What do you hope to do next?

Multi-domain monoclonal antibodies are far more complex than small molecule drugs with various intrinsic heterogeneities that are typically well characterized for identity and bioactivity. The critical quality attributes (CQAs) of a mAbs, include product-related variants i.e., aggregation, charge variant and glycosylation. Keeping this in view, my next proposed work intended to understand the precise molecular mechanism underlying the structure-function relationship during the aggregation process.

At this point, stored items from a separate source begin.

//! Dungeon tiers and their fixed configuration table.

use serde::{Deserialize, Serialize};
use std::fmt;
use std::str::FromStr;

/// Six ordinal difficulty bands, weakest to strongest.
#[derive(Debug, Clone, Copy, PartialEq, Eq, PartialOrd, Ord, Hash, Serialize, Deserialize)]
pub enum Tier {
    E,
    D,
    C,
    B,
    A,
    S,
}

/// Static per-tier data handed to the engine by the content layer.
#[derive(Debug, Clone, Copy, PartialEq, Eq)]
pub struct TierConfig {
    pub tier: Tier,
    /// Minimum effective perception to enter
    pub perception_gate: u32,
    pub base_xp: u64,
    pub base_coins: u64,
    pub mobs: [&'static str; 3],
    pub boss: &'static str,
}

pub const TIER_TABLE: [TierConfig; 6] = [
    TierConfig {
        tier: Tier::E,
        perception_gate: 1,
        base_xp: 25,
        base_coins: 15,
        mobs: ["Goblin", "Rat", "Spider"],
        boss: "Goblin King",
    },
    TierConfig {
        tier: Tier::D,
        perception_gate: 5,
        base_xp: 50,
        base_coins: 30,
        mobs: ["Orc", "Wolf", "Skeleton"],
        boss: "Orc Chieftain",
    },
    TierConfig {
        tier: Tier::C,
        perception_gate: 15,
        base_xp: 100,
        base_coins: 60,
        mobs: ["Troll", "Bear", "Wraith"],
        boss: "Elder Troll",
    },
    TierConfig {
        tier: Tier::B,
        perception_gate: 30,
        base_xp: 200,
        base_coins: 120,
        mobs: ["Dragon", "Demon", "Lich"],
        boss: "Demon Lord",
    },
    TierConfig {
        tier: Tier::A,
        perception_gate: 50,
        base_xp: 300,
        base_coins: 180,
        mobs: ["Titan", "Phoenix", "Vampire"],
        boss: "Ancient Phoenix",
    },
    TierConfig {
        tier: Tier::S,
        perception_gate: 75,
        base_xp: 400,
        base_coins: 250,
        mobs: ["Ancient", "Void Lord", "Death"],
        boss: "Shadow Emperor",
    },
];

impl Tier {
    pub const ALL: [Tier; 6] = [Tier::E, Tier::D, Tier::C, Tier::B, Tier::A, Tier::S];

    /// Ordinal level: E = 0 through S = 5.
    pub fn level(&self) -> u8 {
        match self {
            Tier::E => 0,
            Tier::D => 1,
            Tier::C => 2,
            Tier::B => 3,
            Tier::A => 4,
            Tier::S => 5,
        }
    }

    pub fn from_level(level: u8) -> Option<Tier> {
        Tier::ALL.get(level as usize).copied()
    }

    pub fn config(&self) -> &'static TierConfig {
        &TIER_TABLE[self.level() as usize]
    }

    pub fn as_str(&self) -> &'static str {
        match self {
            Tier::E => "E",
            Tier::D => "D",
            Tier::C => "C",
            Tier::B => "B",
            Tier::A => "A",
            Tier::S => "S",
        }
    }
}

impl fmt::Display for Tier {
    fn fmt(&self, f: &mut fmt::Formatter<'_>) -> fmt::Result {
        f.write_str(self.as_str())
    }
}

impl FromStr for Tier {
    type Err = String;

    fn from_str(s: &str) -> Result<Self, Self::Err> {
        match s.trim().to_ascii_uppercase().as_str() {
            "E" => Ok(Tier::E),
            "D" => Ok(Tier::D),
            "C" => Ok(Tier::C),
            "B" => Ok(Tier::B),
            "A" => Ok(Tier::A),
            "S" => Ok(Tier::S),
            other => Err(format!("unknown tier '{other}'")),
        }
    }
}

/// Tiers whose perception gate is met by the given effective perception.
pub fn available_tiers(perception: u32) -> Vec<Tier> {
    Tier::ALL
        .into_iter()
        .filter(|tier| perception >= tier.config().perception_gate)
        .collect()
}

Where do you seek scientific inspiration?

Science is a way of life, a zestful drive that allows researchers to fuel their dreams into reality. Since childhood, I have been motivated by a fascination for science and a burning desire for enquiry. I gained my scientific inspiration from my mentors Prof. Nibhriti Das (PhD guide) and Prof. Anurag S Rathore (Postdoc guide). They are amazing persons I ever met, and they are my continuous inspirational source in my research career.

How do you intend to help Indian science improve?

I believe my passion, expertise, knowledge, and skills will help develop and further advance the Indian scientific vision in the domains of affordable biotherapeutics and drug discovery. I hope that my research reaches out to a broader audience and is accessible to all.

Reference

Bansal R#, Dash R#, and Rathore AS. Impact of mAb Aggregation on its Biological Activity: Rituximab as a Case Study”. J Pharm Sci. 2020; 109(9): 2684- 2698. doi.org/10.1016/j.xphs.2020.05.015. #equal contribution.